Super Freakonomics by Steven B Levitt and Stephen J Dubner

This is billed as the "explosive" follow-up to Freakonomics," and is subtitled: Global Cooling, Patriotic Prostitutes and Why Suicide Bombers Should Buy Life Insurance.

Apparently the world can't get enough of this team who keep questioning our assumptions about how the world works, and how we should be evaluating the statistics the media bombards us with.

They open with something that's not intuitively obvious -- according to the statistics (and if you accept their assumption that people walk as much drunk as they drive), it's far safer for the drunk person to drive drunk than to walk drunk.

It's far safer for other drivers for drunks to walk, but for the drunk, it's safer to drive -- so they don't lie down in the middle of the street and pass out, fall in front of a car, cross a street without looking, or the other dangerous things drunk pedestrians do. They didn't even include the real possibility (in some neighborhoods) of being robbed.
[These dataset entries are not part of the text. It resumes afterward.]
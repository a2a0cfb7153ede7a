use std::cmp::Ordering;

use crate::error::{Error, Result};

/// Outcome of comparing two multidistances under the domination partial
/// order on `R^k`.
///
/// `Less` means the left vector strictly dominates the right one: every
/// component is less than or equal, and at least one is strictly less.
#[derive(Debug, Clone, Copy, PartialEq, Eq)]
pub enum Dominance {
    Less,
    Equal,
    Greater,
    Incomparable,
}

/// Per-layer accumulated distance along a path through a multilayer graph.
///
/// Component `i` holds the total intralayer weight traversed in the layer
/// with index `i`; interlayer identity hops contribute to no component.
#[derive(Debug, Clone, PartialEq)]
pub struct MultiDistance {
    components: Vec<f64>,
}

impl MultiDistance {
    pub fn zero(n_layers: usize) -> Self {
        Self {
            components: vec![0.0; n_layers],
        }
    }

    pub fn from_components(components: Vec<f64>) -> Self {
        Self { components }
    }

    pub fn n_layers(&self) -> usize {
        self.components.len()
    }

    pub fn components(&self) -> &[f64] {
        &self.components
    }

    pub fn is_zero(&self) -> bool {
        self.components.iter().all(|c| *c == 0.0)
    }

    pub fn add_to_layer(&mut self, layer: usize, distance: f64) -> Result<()> {
        if layer >= self.components.len() {
            return Err(Error::InvalidLayerIndex {
                index: layer,
                layers: self.components.len(),
            });
        }
        self.components[layer] += distance;
        Ok(())
    }

    /// Componentwise sum of two multidistances over the same layer set.
    pub fn try_add(&self, other: &Self) -> Result<Self> {
        if self.components.len() != other.components.len() {
            return Err(Error::DimensionMismatch {
                left: self.components.len(),
                right: other.components.len(),
            });
        }
        Ok(Self {
            components: self
                .components
                .iter()
                .zip(&other.components)
                .map(|(a, b)| a + b)
                .collect(),
        })
    }

    /// Tri-valued domination comparison. Vectors of different arity are
    /// never comparable.
    pub fn compare(&self, other: &Self) -> Dominance {
        if self.components.len() != other.components.len() {
            return Dominance::Incomparable;
        }
        let mut any_less = false;
        let mut any_greater = false;
        for (a, b) in self.components.iter().zip(&other.components) {
            if a < b {
                any_less = true;
            } else if a > b {
                any_greater = true;
            }
        }
        match (any_less, any_greater) {
            (false, false) => Dominance::Equal,
            (true, false) => Dominance::Less,
            (false, true) => Dominance::Greater,
            (true, true) => Dominance::Incomparable,
        }
    }

    /// Strict domination: every component `<=` and at least one `<`.
    pub fn dominates(&self, other: &Self) -> bool {
        self.compare(other) == Dominance::Less
    }

    pub fn is_incomparable_with(&self, other: &Self) -> bool {
        self.compare(other) == Dominance::Incomparable
    }

    /// Scalar projection of the vector. With no weights every layer counts
    /// as 1; otherwise `layer_weights` must supply one non-negative factor
    /// per layer.
    pub fn weighted_sum(&self, layer_weights: Option<&[f64]>) -> Result<f64> {
        match layer_weights {
            None => Ok(self.components.iter().sum()),
            Some(weights) => {
                if weights.len() != self.components.len() {
                    return Err(Error::DimensionMismatch {
                        left: weights.len(),
                        right: self.components.len(),
                    });
                }
                for (layer, w) in weights.iter().enumerate() {
                    if !w.is_finite() || *w < 0.0 {
                        return Err(Error::InvalidWeight {
                            subject: format!("layer {layer}"),
                            weight: *w,
                        });
                    }
                }
                Ok(self
                    .components
                    .iter()
                    .zip(weights)
                    .map(|(c, w)| c * w)
                    .sum())
            }
        }
    }
}

/// Total order extending the domination partial order, used for heap keys
/// and for keeping antichains in canonical form.
pub fn lexicographic_order(a: &MultiDistance, b: &MultiDistance) -> Ordering {
    for (x, y) in a.components.iter().zip(&b.components) {
        match x.total_cmp(y) {
            Ordering::Equal => {}
            unequal => return unequal,
        }
    }
    a.components.len().cmp(&b.components.len())
}

fn canonicalize(mut front: Vec<MultiDistance>) -> Vec<MultiDistance> {
    front.sort_by(lexicographic_order);
    front
}

fn dominated_by_front(front: &[MultiDistance], candidate: &MultiDistance) -> bool {
    front
        .iter()
        .any(|kept| kept.dominates(candidate) || kept == candidate)
}

/// Maximal antichain of `dists` under domination. Duplicates collapse to a
/// single element and the result is in canonical order, so equal sets
/// compare equal as vectors regardless of input order.
pub fn multimin(dists: &[MultiDistance]) -> Vec<MultiDistance> {
    let mut front: Vec<MultiDistance> = Vec::new();
    for candidate in dists {
        if dominated_by_front(&front, candidate) {
            continue;
        }
        front.retain(|kept| !candidate.dominates(kept));
        front.push(candidate.clone());
    }
    canonicalize(front)
}

/// `multimin` of the union of two antichains, walking both once instead of
/// re-reducing from scratch. Inputs must already be internally
/// incomparable; this precondition is not checked.
pub fn multimerge(a: &[MultiDistance], b: &[MultiDistance]) -> Vec<MultiDistance> {
    let mut keep_b = vec![true; b.len()];
    let mut merged = Vec::with_capacity(a.len() + b.len());

    for ca in a {
        let mut keep_a = true;
        for (cb, keep) in b.iter().zip(keep_b.iter_mut()) {
            match ca.compare(cb) {
                Dominance::Less => *keep = false,
                Dominance::Greater | Dominance::Equal => {
                    keep_a = false;
                    break;
                }
                Dominance::Incomparable => {}
            }
        }
        if keep_a {
            merged.push(ca.clone());
        }
    }
    for (cb, keep) in b.iter().zip(keep_b) {
        if keep {
            merged.push(cb.clone());
        }
    }
    canonicalize(merged)
}

#[cfg(test)]
mod tests {
    use super::*;

    fn md(components: &[f64]) -> MultiDistance {
        MultiDistance::from_components(components.to_vec())
    }

    #[test]
    fn compare_covers_all_four_outcomes() {
        assert_eq!(md(&[1.0, 0.0]).compare(&md(&[2.0, 0.0])), Dominance::Less);
        assert_eq!(
            md(&[2.0, 1.0]).compare(&md(&[2.0, 1.0])),
            Dominance::Equal
        );
        assert_eq!(
            md(&[3.0, 1.0]).compare(&md(&[2.0, 1.0])),
            Dominance::Greater
        );
        assert_eq!(
            md(&[1.0, 2.0]).compare(&md(&[2.0, 1.0])),
            Dominance::Incomparable
        );
    }

    #[test]
    fn vectors_of_different_arity_are_incomparable() {
        assert_eq!(md(&[1.0]).compare(&md(&[1.0, 0.0])), Dominance::Incomparable);
    }

    #[test]
    fn dominates_requires_a_strict_component() {
        assert!(md(&[1.0, 1.0]).dominates(&md(&[1.0, 2.0])));
        assert!(!md(&[1.0, 1.0]).dominates(&md(&[1.0, 1.0])));
    }

    #[test]
    fn add_to_layer_rejects_out_of_range_index() {
        let mut d = MultiDistance::zero(2);
        d.add_to_layer(1, 3.0).expect("index in range");
        assert_eq!(d.components(), &[0.0, 3.0]);
        assert_eq!(
            d.add_to_layer(2, 1.0),
            Err(Error::InvalidLayerIndex { index: 2, layers: 2 })
        );
    }

    #[test]
    fn try_add_rejects_mismatched_arity() {
        let sum = md(&[1.0, 2.0]).try_add(&md(&[0.5, 0.5])).expect("same arity");
        assert_eq!(sum.components(), &[1.5, 2.5]);
        assert_eq!(
            md(&[1.0]).try_add(&md(&[1.0, 0.0])),
            Err(Error::DimensionMismatch { left: 1, right: 2 })
        );
    }

    #[test]
    fn weighted_sum_defaults_to_uniform_weights() {
        let d = md(&[1.0, 2.0, 4.0]);
        assert_eq!(d.weighted_sum(None).expect("uniform"), 7.0);
        assert_eq!(
            d.weighted_sum(Some(&[1.0, 0.0, 0.5])).expect("weighted"),
            3.0
        );
    }

    #[test]
    fn weighted_sum_rejects_negative_layer_weights() {
        let d = md(&[1.0, 2.0]);
        assert!(matches!(
            d.weighted_sum(Some(&[1.0, -1.0])),
            Err(Error::InvalidWeight { .. })
        ));
        assert_eq!(
            d.weighted_sum(Some(&[1.0])),
            Err(Error::DimensionMismatch { left: 1, right: 2 })
        );
    }

    #[test]
    fn multimin_keeps_only_the_maximal_antichain() {
        let front = multimin(&[
            md(&[3.0, 0.0]),
            md(&[1.0, 0.0]),
            md(&[0.0, 1.0]),
            md(&[2.0, 2.0]),
        ]);
        assert_eq!(front, vec![md(&[0.0, 1.0]), md(&[1.0, 0.0])]);
    }

    #[test]
    fn multimin_collapses_duplicates_and_is_idempotent() {
        let input = [md(&[1.0, 1.0]), md(&[1.0, 1.0]), md(&[0.0, 2.0])];
        let once = multimin(&input);
        assert_eq!(once.len(), 2);
        assert_eq!(multimin(&once), once);
    }

    #[test]
    fn multimin_output_is_order_independent() {
        let forward = multimin(&[md(&[1.0, 2.0]), md(&[2.0, 1.0]), md(&[3.0, 3.0])]);
        let backward = multimin(&[md(&[3.0, 3.0]), md(&[2.0, 1.0]), md(&[1.0, 2.0])]);
        assert_eq!(forward, backward);
    }

    #[test]
    fn multimerge_is_commutative_and_collapses_equal_vectors() {
        let a = [md(&[1.0, 0.0]), md(&[0.0, 2.0])];
        let b = [md(&[0.0, 2.0]), md(&[2.0, 0.0])];
        let ab = multimerge(&a, &b);
        let ba = multimerge(&b, &a);
        assert_eq!(ab, ba);
        assert_eq!(ab, vec![md(&[0.0, 2.0]), md(&[1.0, 0.0])]);
    }

    #[test]
    fn multimerge_of_an_antichain_with_itself_is_identity() {
        let a = multimin(&[md(&[1.0, 0.0]), md(&[0.0, 1.0])]);
        assert_eq!(multimerge(&a, &a), a);
    }

    #[test]
    fn multimerge_matches_multimin_of_the_union() {
        let a = multimin(&[md(&[1.0, 3.0]), md(&[2.0, 1.0])]);
        let b = multimin(&[md(&[1.0, 2.0]), md(&[4.0, 0.0])]);
        let mut union: Vec<MultiDistance> = a.clone();
        union.extend(b.clone());
        assert_eq!(multimerge(&a, &b), multimin(&union));
    }
}
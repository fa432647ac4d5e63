use crate::config::ZakatParameters;
use crate::types::ZakatResult;

/// Trait to be implemented by anything that can be turned into a Zakat result.
///
/// Unlike parameter loading, calculation is infallible: implementors must
/// coerce bad input instead of rejecting it.
pub trait CalculateZakat {
    fn calculate_zakat(&self, params: &ZakatParameters) -> ZakatResult;
}
use colored::Colorize;
use inquire::Text;
use zakat_calculator::prelude::*;
use zakat_calculator::validation::check_amount;

/// Asks for every field of the form in order, filling `inputs`.
///
/// Answers are taken as typed: anything that is not a non-negative number is
/// flagged right away but still accepted, and counts as zero.
pub fn run_wizard_mode(inputs: &mut ZakatInputs) -> Result<(), Box<dyn std::error::Error>> {
    println!("\n{}", "GUIDED ZAKAT CALCULATOR".bright_cyan().bold());
    println!("{}", "Leave a field empty to skip it. Press Ctrl+C at any time to exit.".dimmed());

    let mut section = None;
    for field in Field::all() {
        let heading = match field {
            Field::Asset(category) => match category.group() {
                AssetGroup::Personal => "Personal Assets",
                AssetGroup::Business => "Business Assets",
            },
            Field::Deduction(_) => "Deductions",
        };
        if section != Some(heading) {
            println!("\n{}", format!("--- {} ---", heading).bright_yellow());
            section = Some(heading);
        }

        let answer = Text::new(&format!("{}:", field.label()))
            .with_placeholder("0")
            .with_help_message(field.id())
            .prompt()?;

        let raw = RawAmount::from(answer);
        if let Some(kind) = check_amount(&raw) {
            println!("{}", format!("  '{}' {}; it will count as 0.", field.id(), kind).red());
        }
        inputs.set_field(field, raw);
    }

    println!("\n{}", "Calculating...".bold());
    Ok(())
}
It ends with descriptions of how a research scientist taught monkeys to value coins -- they even discovered prostitution.

Along the way, they take a close look at the economics of (human) prostitute, comparing what it was many years ago to today.

Even more potentially controversial is the chapter on global warming, which highlights a company headed by a former Microsoft employee who is leading other geniuses to find cost-effective ways to make money by solving the world's problems.

These scientists seem to generally believe the world is gradually warming, but are well-aware that the current models are not sophisticated enough, putting them outside the rabid environmental camp.

The authors touch on how the current environmental movement seems much like a religion that is attempting to limit carbon dioxide not just as a method to reduce global warming, but to deliberately destroy civilization as we know of. They allude to this, and seem aware of the threat, but don't go deeply into the motivations of the fanatical environmentalists or explore what are their true goals.

Rather they take "reducing global warming" as the goal, and then let the scientists discuss how it could be accomplished at little cost.

As someone who doesn't pretend to be a climate scientist, I'm an agnostic on global warming.

But as someone who sees the proposed "solutions" for the alleged threat of global warming as a threat to humanity's freedom and economic development, I wish they'd gone further in exposing the radical environmentalists who are using climate change as a means, not an end.

They even re-open the infamous Kitty Genovese case, though apparently have not read Robert Cialdini's explanation that the neighbors who did witness the attack or her murder believed someone else had called the police. They discovered that someone did call the police, who apparently were slow to react, since nobody knew how seriously she was wounded.

I personally enjoy this form of using facts to debunk myths. Lord knows we need a lot more facts and context and a lot fewer media lies and distortions.